### Material supplied
use soapclient_transport::TransportError;
use thiserror::Error;

/// Errors that can occur in the HTTP transport.
#[derive(Debug, Error)]
pub enum Error {
    /// The underlying HTTP client could not be built.
    #[error("failed to build http client: {0}")]
    Build(#[source] reqwest::Error),

    /// The response body could not be read.
    #[error("failed to read response body: {0}")]
    Body(#[source] reqwest::Error),

    /// The destination address is not a valid URL.
    #[error("invalid address `{address}`: {source}")]
    InvalidAddress {
        /// The rejected address.
        address: String,
        /// The parse failure.
        #[source]
        source: url::ParseError,
    },

    /// A header value contains characters HTTP does not allow.
    #[error("invalid value for header `{0}`")]
    InvalidHeader(&'static str),

    /// The request could not be dispatched.
    #[error("request failed: {0}")]
    Request(#[source] reqwest::Error),
}

impl TransportError for Error {}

### Instructions for the task
Please copy each line of the material that has the string "could" somewhere in it.

### Task solution
    /// The underlying HTTP client could not be built.
    /// The response body could not be read.
    /// The request could not be dispatched.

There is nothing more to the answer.